_What is required_: Your task is to print every entry below exactly as given.

_Stored items_:
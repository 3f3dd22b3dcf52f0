use proptest::prelude::*;

use docking_core::state_machine::TaskState;

/// Strategy for any task state
pub fn task_state_strategy() -> impl Strategy<Value = TaskState> {
    prop_oneof![
        Just(TaskState::Pending),
        Just(TaskState::Running),
        Just(TaskState::Succeeded),
        Just(TaskState::Failed),
        Just(TaskState::Cancelled),
    ]
}

/// Strategy for the task states of one run
pub fn run_task_states_strategy() -> impl Strategy<Value = Vec<TaskState>> {
    prop::collection::vec(task_state_strategy(), 0..40)
}

/// Strategy for terminal task states only
pub fn terminal_task_states_strategy() -> impl Strategy<Value = Vec<TaskState>> {
    prop::collection::vec(
        prop_oneof![
            Just(TaskState::Succeeded),
            Just(TaskState::Failed),
            Just(TaskState::Cancelled),
        ],
        1..40,
    )
}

_Exercise answer_:
repository 3f3dd22b3dcf52f0
use proptest::prelude::*;

use docking_core::state_machine::TaskState;

/// Strategy for any task state
pub fn task_state_strategy() -> impl Strategy<Value = TaskState> {
    prop_oneof![
        Just(TaskState::Pending),
        Just(TaskState::Running),
        Just(TaskState::Succeeded),
        Just(TaskState::Failed),
        Just(TaskState::Cancelled),
    ]
}

/// Strategy for the task states of one run
pub fn run_task_states_strategy() -> impl Strategy<Value = Vec<TaskState>> {
    prop::collection::vec(task_state_strategy(), 0..40)
}

/// Strategy for terminal task states only
pub fn terminal_task_states_strategy() -> impl Strategy<Value = Vec<TaskState>> {
    prop::collection::vec(
        prop_oneof![
            Just(TaskState::Succeeded),
            Just(TaskState::Failed),
            Just(TaskState::Cancelled),
        ],
        1..40,
    )
}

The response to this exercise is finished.